Читать книгу Six Lectures on Light. Delivered In The United States In 1872-1873 - John Tyndall - Страница 8
LECTURE I
§ 6. Descartes' Explanation of the Rainbow
ОглавлениеSnell's law of refraction is one of the corner-stones of optical science, and its applications to-day are million-fold. Immediately after its discovery Descartes applied it to the explanation of the rainbow. A beam of solar light falling obliquely upon a rain-drop is refracted on entering the drop. It is in part reflected at the back of the drop, and on emerging it is again refracted. By these two refractions, and this single reflection, the light is sent to the eye of an observer facing the drop, and with his back to the sun.

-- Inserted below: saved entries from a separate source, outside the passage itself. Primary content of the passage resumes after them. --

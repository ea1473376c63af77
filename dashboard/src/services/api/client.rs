//! # API Client
//!
//! The single HTTP transport to the bookstore gateway.
//!
//! Every facade call goes through [`ApiClient::request`] and
//! [`ApiClient::send`]:
//!
//! 1. `request` builds the URL from the fixed base and reads the
//!    [`SessionStore`]; a present token becomes `Authorization: Bearer ...`.
//! 2. `send` executes the request. Non-success statuses become a tagged
//!    [`ApiError`] carrying the server's message. A 401 first runs the
//!    [`UnauthorizedPolicy`], then the error is returned like any other.
//!
//! There is no retry, backoff or cache in here.

use super::policy::UnauthorizedPolicy;
use crate::core::config::DashboardConfig;
use crate::core::error::{ApiError, AppError};
use crate::core::service::ApiService;
use crate::session::SessionStore;
use reqwest::{Client, Method, RequestBuilder, Response, StatusCode, Url};
use serde::de::DeserializeOwned;
use shared::{
    Book, BookStats, ErrorResponse, LoginRequest, LoginResponse, OrderHistory, OrderRequest,
    OrderResponse, ProfileUpdate, User,
};
use std::sync::Arc;
use std::time::{Duration, Instant};

const DEFAULT_TIMEOUT: Duration = Duration::from_secs(10);

/// HTTP client for the API gateway.
///
/// Cheap to clone; clones share the connection pool, the session and the
/// unauthorized policy.
#[derive(Clone)]
pub struct ApiClient {
    pub(crate) client: Client,
    base_url: Url,
    session: Arc<SessionStore>,
    on_unauthorized: Arc<dyn UnauthorizedPolicy>,
}

impl ApiClient {
    /// Create a client for `base_url` with the default 10 second timeout.
    pub fn new(
        base_url: &str,
        session: Arc<SessionStore>,
        on_unauthorized: Arc<dyn UnauthorizedPolicy>,
    ) -> crate::core::Result<Self> {
        Self::with_timeout(base_url, DEFAULT_TIMEOUT, session, on_unauthorized)
    }

    /// Create a client from the dashboard configuration.
    pub fn from_config(
        config: &DashboardConfig,
        session: Arc<SessionStore>,
        on_unauthorized: Arc<dyn UnauthorizedPolicy>,
    ) -> crate::core::Result<Self> {
        Self::with_timeout(&config.gateway_url, config.request_timeout, session, on_unauthorized)
    }

    pub fn with_timeout(
        base_url: &str,
        timeout: Duration,
        session: Arc<SessionStore>,
        on_unauthorized: Arc<dyn UnauthorizedPolicy>,
    ) -> crate::core::Result<Self> {
        let base_url = Url::parse(base_url.trim_end_matches('/'))
            .map_err(|e| AppError::Config(format!("Invalid gateway URL '{}': {}", base_url, e)))?;

        if base_url.cannot_be_a_base() || !matches!(base_url.scheme(), "http" | "https") {
            return Err(AppError::Config(format!("Gateway URL must be http(s): {}", base_url)));
        }

        let client = Client::builder()
            .timeout(timeout)
            .build()
            .map_err(|e| AppError::Config(format!("Failed to build HTTP client: {}", e)))?;

        Ok(Self {
            client,
            base_url,
            session,
            on_unauthorized,
        })
    }

    /// Base URL every request is resolved against.
    pub fn base_url(&self) -> &Url {
        &self.base_url
    }

    /// The session this client signs requests with.
    pub fn session(&self) -> &Arc<SessionStore> {
        &self.session
    }

    /// Resolve path segments against the base URL.
    ///
    /// Segments are percent-encoded, so ids containing `/` or spaces stay
    /// one segment.
    pub(crate) fn endpoint(&self, segments: &[&str]) -> Url {
        let mut url = self.base_url.clone();
        // cannot-be-a-base URLs are rejected at construction
        if let Ok(mut path) = url.path_segments_mut() {
            path.pop_if_empty().extend(segments);
        }
        url
    }

    /// Start a request, signed with the current session token if there is one.
    pub(crate) fn request(&self, method: Method, segments: &[&str]) -> RequestBuilder {
        let builder = self.client.request(method, self.endpoint(segments));
        match self.session.get() {
            Some(token) => builder.bearer_auth(token),
            None => builder,
        }
    }

    /// Execute a request and classify the response.
    pub(crate) async fn send(&self, builder: RequestBuilder) -> Result<Response, ApiError> {
        let request = builder.build()?;
        let method = request.method().clone();
        let path = request.url().path().to_string();
        let start = Instant::now();

        let response = self.client.execute(request).await.map_err(|e| {
            tracing::error!(
                method = %method,
                path = %path,
                error = %e,
                duration_ms = start.elapsed().as_millis(),
                "Gateway request failed without a response"
            );
            ApiError::Network(e.to_string())
        })?;

        let status = response.status();
        let duration = start.elapsed();

        if status.is_success() {
            tracing::debug!(
                method = %method,
                path = %path,
                status = status.as_u16(),
                duration_ms = duration.as_millis(),
                "Gateway request succeeded"
            );
            return Ok(response);
        }

        let body = response.text().await.unwrap_or_default();
        let message = error_message(status, &body);

        if status == StatusCode::UNAUTHORIZED {
            self.on_unauthorized.on_unauthorized(&self.session, &path);
        }

        tracing::warn!(
            method = %method,
            path = %path,
            status = status.as_u16(),
            error = %message,
            duration_ms = duration.as_millis(),
            "Gateway request rejected"
        );

        Err(ApiError::from_status(status, message))
    }

    /// Execute a request and decode a JSON body.
    pub(crate) async fn send_json<T: DeserializeOwned>(&self, builder: RequestBuilder) -> Result<T, ApiError> {
        let response = self.send(builder).await?;
        response.json::<T>().await.map_err(|e| {
            tracing::error!(error = %e, "Gateway response parse error");
            ApiError::Decode(e.to_string())
        })
    }
}

impl std::fmt::Debug for ApiClient {
    fn fmt(&self, f: &mut std::fmt::Formatter<'_>) -> std::fmt::Result {
        f.debug_struct("ApiClient")
            .field("base_url", &self.base_url.as_str())
            .field("session", &self.session)
            .finish()
    }
}

/// Server message for a failed response.
///
/// Backends answer `{"error": "..."}`; anything else falls back to the raw
/// body, then to the status reason.
fn error_message(status: StatusCode, body: &str) -> String {
    if let Ok(error) = serde_json::from_str::<ErrorResponse>(body) {
        return error.error;
    }

    let body = body.trim();
    if !body.is_empty() {
        return body.to_string();
    }

    status
        .canonical_reason()
        .map(str::to_string)
        .unwrap_or_else(|| status.to_string())
}

// Implement ApiService trait for ApiClient
#[async_trait::async_trait]
impl ApiService for ApiClient {
    async fn login(&self, credentials: LoginRequest) -> Result<LoginResponse, ApiError> {
        crate::services::api::auth::login(self, credentials).await
    }

    fn logout(&self) {
        crate::services::api::auth::logout(self)
    }

    async fn get_profile(&self) -> Result<User, ApiError> {
        crate::services::api::users::get_profile(self).await
    }

    async fn update_profile(&self, update: ProfileUpdate) -> Result<User, ApiError> {
        crate::services::api::users::update_profile(self, update).await
    }

    async fn get_all_users(&self) -> Result<Vec<User>, ApiError> {
        crate::services::api::users::get_all_users(self).await
    }

    async fn get_books(&self) -> Result<Vec<Book>, ApiError> {
        crate::services::api::books::get_books(self).await
    }

    async fn get_book(&self, id: &str) -> Result<Book, ApiError> {
        crate::services::api::books::get_book(self, id).await
    }

    async fn create_book(&self, book: Book) -> Result<Book, ApiError> {
        crate::services::api::books::create_book(self, book).await
    }

    async fn delete_book(&self, id: &str) -> Result<(), ApiError> {
        crate::services::api::books::delete_book(self, id).await
    }

    async fn get_book_stats(&self) -> Result<BookStats, ApiError> {
        crate::services::api::books::get_book_stats(self).await
    }

    async fn place_order(&self, order: OrderRequest) -> Result<OrderResponse, ApiError> {
        crate::services::api::orders::place_order(self, order).await
    }

    async fn get_order_history(&self) -> Result<Vec<OrderHistory>, ApiError> {
        crate::services::api::orders::get_order_history(self).await
    }

    async fn get_all_orders(&self) -> Result<Vec<OrderHistory>, ApiError> {
        crate::services::api::orders::get_all_orders(self).await
    }

    async fn health_check(&self) -> Result<(), ApiError> {
        crate::services::api::health::health_check(self).await
    }
}
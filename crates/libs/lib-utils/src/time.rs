//! # Time Utilities
//!
//! Clock helpers shared by the dashboard's timers and aggregates.

use chrono::{DateTime, Duration, Utc};

/// Get current UTC time.
pub fn now_utc() -> DateTime<Utc> {
    Utc::now()
}

/// Whether `moment` falls inside the trailing `window` ending at `now`.
///
/// Moments in the future relative to `now` count as inside the window.
pub fn is_within(moment: DateTime<Utc>, window: Duration, now: DateTime<Utc>) -> bool {
    moment >= now - window
}

/// Wall-clock label (`HH:MM:SS`) for feed entries.
pub fn format_clock(time: DateTime<Utc>) -> String {
    time.format("%H:%M:%S").to_string()
}
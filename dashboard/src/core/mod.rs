//! # Core Abstractions
//!
//! Foundational types used throughout the dashboard client:
//!
//! - **[`config`]**: Environment-driven configuration (`DashboardConfig`)
//! - **[`error`]**: Error types (`ApiError`, `AppError`, `Result<T>`)
//! - **[`service`]**: The `ApiService` trait every screen talks to
//!
//! ## Dependency Injection
//!
//! Screens and background tasks hold an `Arc<dyn ApiService>`, so tests can
//! swap the real gateway client for a scripted one:
//!
//! ```rust,no_run
//! use dashboard::core::service::ApiService;
//! use dashboard::services::api::{ApiClient, ForceLogout};
//! use dashboard::session::SessionStore;
//! use std::sync::Arc;
//!
//! let session = Arc::new(SessionStore::in_memory());
//! let client = ApiClient::new("http://localhost:8080", session, Arc::new(ForceLogout::silent()))
//!     .expect("valid gateway url");
//! let api: Arc<dyn ApiService> = Arc::new(client);
//! ```

pub mod config;
pub mod error;
pub mod service;

pub use error::{ApiError, AppError, Result};
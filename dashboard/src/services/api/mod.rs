//! # Gateway API Client Module
//!
//! HTTP client for the bookstore API gateway. Handles authentication,
//! catalog, orders, users and health checks.
//!
//! ## Module Structure
//!
//! ```text
//! api/
//! ├── mod.rs      - Module exports and documentation
//! ├── client.rs   - ApiClient: base URL, request signing, response classification
//! ├── policy.rs   - UnauthorizedPolicy and the default ForceLogout
//! ├── auth.rs     - Login / logout
//! ├── users.rs    - Profile and user listing
//! ├── books.rs    - Catalog CRUD and statistics
//! ├── orders.rs   - Order placement and history
//! └── health.rs   - Liveness probes
//! ```

pub mod auth;
pub mod books;
pub mod client;
pub mod health;
pub mod orders;
pub mod policy;
pub mod users;

#[cfg(test)]
pub(crate) mod test_support;

pub use client::ApiClient;
pub use policy::{ForceLogout, UnauthorizedPolicy};
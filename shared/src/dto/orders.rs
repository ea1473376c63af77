use chrono::{DateTime, Utc};
use serde::{Deserialize, Serialize};

/// Order placement request (`POST /order`)
#[derive(Debug, Clone, Serialize, Deserialize, PartialEq, Eq)]
pub struct OrderRequest {
    pub book_id: String,
}

/// Order placement acknowledgement
#[derive(Debug, Clone, Serialize, Deserialize, PartialEq, Eq)]
pub struct OrderResponse {
    pub message: String,
}

/// One placed order, status is owned by the order service
#[derive(Debug, Clone, Serialize, Deserialize, PartialEq, Eq)]
pub struct OrderHistory {
    pub id: String,
    pub book_id: String,
    pub book_title: String,
    pub book_author: String,
    pub order_date: DateTime<Utc>,
    pub status: String,
    pub username: String,
}

impl OrderHistory {
    pub fn is_completed(&self) -> bool {
        self.status == "completed"
    }
}
//! # Service Traits
//!
//! Traits for dependency injection, enabling better testability and modularity.

use crate::core::error::ApiError;
use async_trait::async_trait;
use shared::{
    Book, BookStats, LoginRequest, LoginResponse, OrderHistory, OrderRequest, OrderResponse,
    ProfileUpdate, User,
};

/// Typed operations against the bookstore gateway.
///
/// One method per backend operation. Implementations validate nothing and
/// cache nothing: every call is a fresh round trip, and role checks are left
/// to the server (an admin-only call from a regular account fails with
/// [`ApiError::Forbidden`]).
#[async_trait]
pub trait ApiService: Send + Sync {
    /// Exchange credentials for a token and store it in the session.
    async fn login(&self, credentials: LoginRequest) -> Result<LoginResponse, ApiError>;

    /// Forget the current session. No network call.
    fn logout(&self);

    /// Profile of the signed-in user
    async fn get_profile(&self) -> Result<User, ApiError>;

    async fn update_profile(&self, update: ProfileUpdate) -> Result<User, ApiError>;

    /// All accounts (admin only)
    async fn get_all_users(&self) -> Result<Vec<User>, ApiError>;

    async fn get_books(&self) -> Result<Vec<Book>, ApiError>;

    async fn get_book(&self, id: &str) -> Result<Book, ApiError>;

    async fn create_book(&self, book: Book) -> Result<Book, ApiError>;

    /// Not idempotent: deleting a missing id fails with [`ApiError::NotFound`].
    async fn delete_book(&self, id: &str) -> Result<(), ApiError>;

    async fn get_book_stats(&self) -> Result<BookStats, ApiError>;

    async fn place_order(&self, order: OrderRequest) -> Result<OrderResponse, ApiError>;

    /// Orders placed by the signed-in user
    async fn get_order_history(&self) -> Result<Vec<OrderHistory>, ApiError>;

    /// Orders of every user (admin only)
    async fn get_all_orders(&self) -> Result<Vec<OrderHistory>, ApiError>;

    /// Gateway liveness: `Ok` iff `GET /health` answers 2xx.
    async fn health_check(&self) -> Result<(), ApiError>;
}
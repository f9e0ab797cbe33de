//! Integration tests for the publishing pipeline
//!
//! Drives `PostflowService` end to end against mock adapters, a manual clock
//! and a temporary SQLite database.

use std::sync::{Arc, Mutex};

use async_trait::async_trait;
use chrono::{Duration, Utc};
use libpostflow::clock::{Clock, ManualClock};
use libpostflow::monitor::FailedPost;
use libpostflow::notify::Notifier;
use libpostflow::platforms::mock::{MockAdapter, MockConfig};
use libpostflow::platforms::PlatformFactory;
use libpostflow::types::Credential;
use libpostflow::{
    Config, Database, ErrorCode, NewScheduledPost, Platform, PlatformError, PostStatus,
    PostflowService, Result,
};
use tempfile::TempDir;
use tokio_util::sync::CancellationToken;
use wiremock::matchers::{method, path};
use wiremock::{Mock, MockServer, ResponseTemplate};

#[derive(Default)]
struct RecordingNotifier {
    notified: Mutex<Vec<String>>,
}

#[async_trait]
impl Notifier for RecordingNotifier {
    async fn notify(&self, user_id: &str, _failures: &[FailedPost]) -> Result<()> {
        self.notified.lock().unwrap().push(user_id.to_string());
        Ok(())
    }
}

struct Harness {
    service: PostflowService,
    clock: ManualClock,
    notifier: Arc<RecordingNotifier>,
    _dir: TempDir,
}

/// Service over a temporary database with `adapters` registered
async fn setup(adapters: Vec<Arc<MockAdapter>>, extra_config: &str) -> Harness {
    let dir = TempDir::new().unwrap();
    let db_path = dir.path().join("pipeline.db");
    let config = Config::parse(&format!(
        "[database]\npath = \"{}\"\n\n[retry]\nmax_attempts = 1\nbackoff_ms = 0\n\n{}",
        db_path.display(),
        extra_config
    ))
    .unwrap();

    let db = Database::new(&config.database.path).await.unwrap();
    let factory = Arc::new(PlatformFactory::new());
    for adapter in adapters {
        factory.register_instance(adapter);
    }
    let clock = ManualClock::new(Utc::now());
    let notifier = Arc::new(RecordingNotifier::default());

    let service = PostflowService::from_parts(
        config,
        db,
        factory,
        Arc::new(clock.clone()),
        notifier.clone(),
    )
    .unwrap();
    Harness {
        service,
        clock,
        notifier,
        _dir: dir,
    }
}

async fn connect(h: &Harness, user_id: &str, platform: Platform) {
    h.service
        .database()
        .upsert_credential(&Credential {
            user_id: user_id.to_string(),
            platform,
            access_token: format!("{}-{}-token", user_id, platform),
            refresh_token: None,
            expires_at: None,
            scope: None,
            platform_user_id: None,
            username: None,
            updated_at: h.clock.now(),
        })
        .await
        .unwrap();
}

fn post_in(h: &Harness, user_id: &str, platform: Platform, minutes: i64) -> NewScheduledPost {
    NewScheduledPost {
        user_id: user_id.to_string(),
        platform,
        content: format!("Scheduled for {} minutes out", minutes),
        scheduled_time: h.clock.now() + Duration::minutes(minutes),
        media_urls: vec![],
    }
}

#[tokio::test]
async fn test_schedule_then_publish_when_due() {
    let adapter = Arc::new(MockAdapter::success(Platform::Twitter));
    let h = setup(vec![adapter.clone()], "").await;
    connect(&h, "alice", Platform::Twitter).await;

    let post = h
        .service
        .scheduler()
        .schedule_post(post_in(&h, "alice", Platform::Twitter, 30))
        .await
        .unwrap();

    // Not due yet
    let early = h.service.scheduler().process_due_posts().await.unwrap();
    assert_eq!(early.processed, 0);
    assert_eq!(adapter.create_call_count(), 0);

    h.clock.advance(Duration::minutes(31));
    let summary = h.service.scheduler().process_due_posts().await.unwrap();
    assert_eq!(summary.completed, 1);

    let stored = h.service.scheduler().get_post(&post.id).await.unwrap().unwrap();
    assert_eq!(stored.status, PostStatus::Completed);
    assert_eq!(stored.platform_post_id.as_deref(), Some("twitter-post-1"));

    let history = h.service.scheduler().post_history(&post.id).await.unwrap();
    assert_eq!(history.len(), 1);
    assert_eq!(history[0].status, PostStatus::Published);
    assert_eq!(history[0].platform_id.as_deref(), Some("twitter-post-1"));

    // A second run finds nothing left to do
    let again = h.service.scheduler().process_due_posts().await.unwrap();
    assert_eq!(again.processed, 0);
    assert_eq!(adapter.create_call_count(), 1);
}

#[tokio::test]
async fn test_failures_are_isolated() {
    let adapter = Arc::new(MockAdapter::success(Platform::LinkedIn));
    let h = setup(vec![adapter.clone()], "").await;
    connect(&h, "alice", Platform::LinkedIn).await;

    let ok = h
        .service
        .scheduler()
        .schedule_post(post_in(&h, "alice", Platform::LinkedIn, 5))
        .await
        .unwrap();
    let orphan = h
        .service
        .scheduler()
        .schedule_post(post_in(&h, "bob", Platform::LinkedIn, 5))
        .await
        .unwrap();

    h.clock.advance(Duration::minutes(6));
    let report = h.service.run_cycle(&CancellationToken::new()).await.unwrap();
    assert_eq!(report.processed.completed, 1);
    assert_eq!(report.processed.failed, 1);

    let ok = h.service.scheduler().get_post(&ok.id).await.unwrap().unwrap();
    assert_eq!(ok.status, PostStatus::Published);

    let orphan = h.service.scheduler().get_post(&orphan.id).await.unwrap().unwrap();
    assert_eq!(orphan.status, PostStatus::Failed);
    assert!(orphan.error.unwrap().contains("No linkedin credentials"));
    assert_eq!(adapter.create_call_count(), 1);
}

#[tokio::test]
async fn test_rate_limit_stops_excess_posts() {
    let adapter = Arc::new(MockAdapter::success(Platform::Twitter));
    let h = setup(
        vec![adapter.clone()],
        "[rate_limits.twitter]\npoints = 1\nduration_secs = 3600\n",
    )
    .await;
    connect(&h, "alice", Platform::Twitter).await;

    for minutes in [1, 2] {
        h.service
            .scheduler()
            .schedule_post(post_in(&h, "alice", Platform::Twitter, minutes))
            .await
            .unwrap();
    }
    h.clock.advance(Duration::minutes(5));

    let summary = h.service.scheduler().process_due_posts().await.unwrap();
    assert_eq!(summary.completed, 1);
    assert_eq!(summary.failed, 1);
    assert_eq!(adapter.create_call_count(), 1);

    let posts = h.service.scheduler().get_user_posts("alice").await.unwrap();
    let limited = posts
        .iter()
        .find(|p| p.status == PostStatus::Failed)
        .unwrap();
    assert!(limited.error.as_deref().unwrap().contains("Too many requests"));
}

#[tokio::test]
async fn test_oauth_connection_feeds_publishing() {
    let adapter = Arc::new(MockAdapter::success(Platform::Threads));
    let h = setup(vec![adapter.clone()], "").await;
    let accounts = h.service.accounts();

    let request = accounts.begin_authorization(Platform::Threads).await.unwrap();
    let credential = accounts
        .complete_authorization("carol", Platform::Threads, &request.state, "code-42")
        .await
        .unwrap();
    assert_eq!(credential.access_token, "mock-access-code-42");
    assert_eq!(credential.platform_user_id.as_deref(), Some("threads-user-1"));

    // States are single use
    let err = accounts
        .complete_authorization("carol", Platform::Threads, &request.state, "code-42")
        .await
        .unwrap_err();
    assert_eq!(err.code(), Some(ErrorCode::AuthError));

    h.service
        .scheduler()
        .schedule_post(post_in(&h, "carol", Platform::Threads, 1))
        .await
        .unwrap();
    h.clock.advance(Duration::minutes(2));
    h.service.scheduler().process_due_posts().await.unwrap();

    let calls = adapter.create_calls();
    assert_eq!(calls.len(), 1);
    assert_eq!(calls[0].access_token, "mock-access-code-42");
}

#[tokio::test]
async fn test_expired_token_refreshed_before_publishing() {
    let adapter = Arc::new(MockAdapter::success(Platform::YouTube));
    let h = setup(vec![adapter.clone()], "").await;
    h.service
        .database()
        .upsert_credential(&Credential {
            user_id: "dave".to_string(),
            platform: Platform::YouTube,
            access_token: "stale".to_string(),
            refresh_token: Some("refresh-me".to_string()),
            expires_at: Some(h.clock.now() + Duration::minutes(10)),
            scope: None,
            platform_user_id: None,
            username: None,
            updated_at: h.clock.now(),
        })
        .await
        .unwrap();

    let mut data = post_in(&h, "dave", Platform::YouTube, 30);
    data.media_urls = vec!["video-abc".to_string()];
    h.service.scheduler().schedule_post(data).await.unwrap();
    h.clock.advance(Duration::minutes(31));

    let summary = h.service.scheduler().process_due_posts().await.unwrap();
    assert_eq!(summary.completed, 1);
    assert_eq!(adapter.refresh_call_count(), 1);
    assert_eq!(adapter.create_calls()[0].access_token, "mock-access-refreshed-1");

    let stored = h
        .service
        .database()
        .get_credential("dave", Platform::YouTube)
        .await
        .unwrap()
        .unwrap();
    assert_eq!(stored.access_token, "mock-access-refreshed-1");
    assert_eq!(stored.refresh_token.as_deref(), Some("refresh-me"));
}

#[tokio::test]
async fn test_failed_post_retried_through_monitor() {
    let adapter = Arc::new(MockAdapter::flaky(
        Platform::Bluesky,
        1,
        PlatformError::api("Service unavailable"),
    ));
    let h = setup(vec![adapter.clone()], "").await;
    connect(&h, "erin", Platform::Bluesky).await;

    let post = h
        .service
        .scheduler()
        .schedule_post(post_in(&h, "erin", Platform::Bluesky, 1))
        .await
        .unwrap();
    h.clock.advance(Duration::minutes(2));

    let report = h.service.run_cycle(&CancellationToken::new()).await.unwrap();
    assert_eq!(report.processed.failed, 1);
    assert!(h.notifier.notified.lock().unwrap().is_empty());

    let retry = h
        .service
        .monitor()
        .retry_failed_posts(&[post.id.clone()], 3)
        .await;
    assert_eq!(retry.success, vec![post.id.clone()]);

    let stored = h.service.scheduler().get_post(&post.id).await.unwrap().unwrap();
    assert_eq!(stored.status, PostStatus::Pending);
    assert_eq!(stored.platform_post_id.as_deref(), Some("bluesky-post-2"));

    // The scheduler leaves resubmitted posts to the monitor
    let report = h.service.run_cycle(&CancellationToken::new()).await.unwrap();
    assert_eq!(report.processed.processed, 0);
    assert_eq!(report.monitor.published, 1);
    assert_eq!(adapter.create_call_count(), 2);

    let stored = h.service.scheduler().get_post(&post.id).await.unwrap().unwrap();
    assert_eq!(stored.status, PostStatus::Published);
    let statuses: Vec<PostStatus> = h
        .service
        .scheduler()
        .post_history(&post.id)
        .await
        .unwrap()
        .into_iter()
        .map(|l| l.status)
        .collect();
    assert_eq!(
        statuses,
        vec![PostStatus::Failed, PostStatus::Pending, PostStatus::Published]
    );
}

#[tokio::test]
async fn test_remote_rejection_notifies_user() {
    let adapter = Arc::new(MockAdapter::with_status(
        Platform::TikTok,
        libpostflow::types::RemotePostStatus::Failed {
            reason: "Video failed moderation".to_string(),
        },
    ));
    let h = setup(vec![adapter], "").await;
    connect(&h, "frank", Platform::TikTok).await;

    let mut data = post_in(&h, "frank", Platform::TikTok, 1);
    data.media_urls = vec!["https://cdn.example/clip.mp4".to_string()];
    let post = h.service.scheduler().schedule_post(data).await.unwrap();
    h.clock.advance(Duration::minutes(2));

    let report = h.service.run_cycle(&CancellationToken::new()).await.unwrap();
    assert_eq!(report.processed.completed, 1);
    assert_eq!(report.monitor.failed_posts.len(), 1);
    assert_eq!(report.notified, 1);
    assert_eq!(*h.notifier.notified.lock().unwrap(), vec!["frank".to_string()]);

    let stored = h.service.scheduler().get_post(&post.id).await.unwrap().unwrap();
    assert_eq!(stored.status, PostStatus::Failed);
    assert_eq!(stored.error.as_deref(), Some("Video failed moderation"));
}

#[tokio::test]
async fn test_media_url_uploaded_before_publishing() {
    let media_server = MockServer::start().await;
    Mock::given(method("GET"))
        .and(path("/clip.mp4"))
        .respond_with(
            ResponseTemplate::new(200)
                .insert_header("Content-Type", "video/mp4")
                .set_body_bytes(vec![0u8; 64]),
        )
        .expect(1)
        .mount(&media_server)
        .await;

    let adapter = Arc::new(MockAdapter::success(Platform::YouTube));
    let h = setup(vec![adapter.clone()], "").await;
    connect(&h, "gina", Platform::YouTube).await;

    let mut data = post_in(&h, "gina", Platform::YouTube, 1);
    data.media_urls = vec![format!("{}/clip.mp4", media_server.uri())];
    let post = h.service.scheduler().schedule_post(data).await.unwrap();
    h.clock.advance(Duration::minutes(2));

    let summary = h.service.scheduler().process_due_posts().await.unwrap();
    assert_eq!(summary.completed, 1);
    assert_eq!(adapter.upload_call_count(), 1);
    assert_eq!(
        adapter.create_calls()[0].media_ids,
        vec!["youtube-media-1".to_string()]
    );

    let stored = h.service.scheduler().get_post(&post.id).await.unwrap().unwrap();
    assert_eq!(stored.status, PostStatus::Completed);
    // The stored reference stays the URL the user gave
    assert_eq!(stored.media_urls, vec![format!("{}/clip.mp4", media_server.uri())]);
}

#[tokio::test]
async fn test_unreachable_media_fails_post_without_publishing() {
    let media_server = MockServer::start().await;
    Mock::given(method("GET"))
        .respond_with(ResponseTemplate::new(404))
        .mount(&media_server)
        .await;

    let adapter = Arc::new(MockAdapter::success(Platform::LinkedIn));
    let h = setup(vec![adapter.clone()], "").await;
    connect(&h, "gina", Platform::LinkedIn).await;

    let mut data = post_in(&h, "gina", Platform::LinkedIn, 1);
    data.media_urls = vec![format!("{}/gone.png", media_server.uri())];
    let post = h.service.scheduler().schedule_post(data).await.unwrap();
    h.clock.advance(Duration::minutes(2));

    let summary = h.service.scheduler().process_due_posts().await.unwrap();
    assert_eq!(summary.failed, 1);
    assert_eq!(adapter.upload_call_count(), 0);
    assert_eq!(adapter.create_call_count(), 0);

    let stored = h.service.scheduler().get_post(&post.id).await.unwrap().unwrap();
    assert_eq!(stored.status, PostStatus::Failed);
    assert!(stored.error.unwrap().contains("fetch_media"));
}

#[tokio::test]
async fn test_failing_status_lookup_notifies_once_across_cycles() {
    let adapter = Arc::new(MockAdapter::new(MockConfig {
        status_error: Some(PlatformError::auth("token revoked")),
        ..MockConfig::new(Platform::Twitter)
    }));
    let h = setup(vec![adapter.clone()], "").await;
    connect(&h, "hank", Platform::Twitter).await;

    let post = h
        .service
        .scheduler()
        .schedule_post(post_in(&h, "hank", Platform::Twitter, 1))
        .await
        .unwrap();
    h.clock.advance(Duration::minutes(2));

    for _ in 0..5 {
        h.service.run_cycle(&CancellationToken::new()).await.unwrap();
        h.clock.advance(Duration::minutes(1));
    }

    assert_eq!(*h.notifier.notified.lock().unwrap(), vec!["hank".to_string()]);
    assert_eq!(adapter.status_call_count(), 5);

    let stored = h.service.scheduler().get_post(&post.id).await.unwrap().unwrap();
    assert_eq!(stored.status, PostStatus::Completed);
}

Conceive a line drawn from the sun, through the back of his head, to the observer's eye and prolonged beyond it. Conceive a second line drawn from the shower to the eye, and enclosing an angle of 42½° with the line drawn from the sun. Along this second line a rain-drop when struck by a sunbeam will send red light to the eye. Every other drop similarly situated, that is, every drop at an angular distance of 42½° from the line through the sun and eye, will do the same. A circular band of red light is thus formed, which may be regarded as the boundary of the base of a cone, with its apex at the observer's eye. Because of the magnitude of the sun, the angular width of this red band will be half a degree.
From the eye of the observer conceive another line to be drawn, enclosing an angle, not of 42½°, but of 40½°, with the prolongation of the line drawn from the sun. Along this other line a rain-drop, at its remote end, when struck by a solar beam, will send violet light to the eye. All drops at the same angular distance will do the same, and we shall therefore obtain a band of violet light of the same width as the red band. These two bands constitute the limiting colours of the rainbow, and between them the bands corresponding to the other colours lie.
Thus the line drawn from the eye to the middle of the bow, and the line drawn through the eye to the sun, always enclose an angle of about 41°. To account for this was the great difficulty, which remained unsolved up to the time of Descartes.
Taking a pen in hand, and calculating by means of Snell's law the track of every ray through a raindrop, Descartes found that, at one particular angle, the rays, reflected at its back, emerged from the drop almost parallel to each other. They were thus enabled to preserve their intensity through long atmospheric distances. At all other angles the rays quitted the drop divergent, and through this divergence became so enfeebled as to be practically lost to the eye. The angle of parallelism here referred to was that of forty-one degrees, which observation had proved to be invariably associated with the rainbow.
From what has been said, it is clear that two observers standing beside each other, or one above the other, nay, that even the two eyes of the same observer, do not see exactly the same bow. The position of the base of the cone changes with that of its apex. And here we have no difficulty in answering a question often asked—namely, whether a rainbow is ever seen reflected in water. Seeing two bows, the one in the heavens, the other in the water, you might be disposed to infer that the one bears the same relation to the other that a tree upon the water's edge bears to its reflected image. The rays, however, which reach an observer's eye after reflection from the water, and which form a bow in the water, would, were their course from the shower uninterrupted, converge to a point vertically under the observer, and as far below the level of the water as his eye is above it. But under no circumstances could an eye above the water-level and one below it see the same bow—in other words, the self-same drops of rain cannot form the reflected bow and the bow seen directly in the heavens. The reflected bow, therefore, is not, in the usual optical sense of the term, the image of the bow seen in the sky.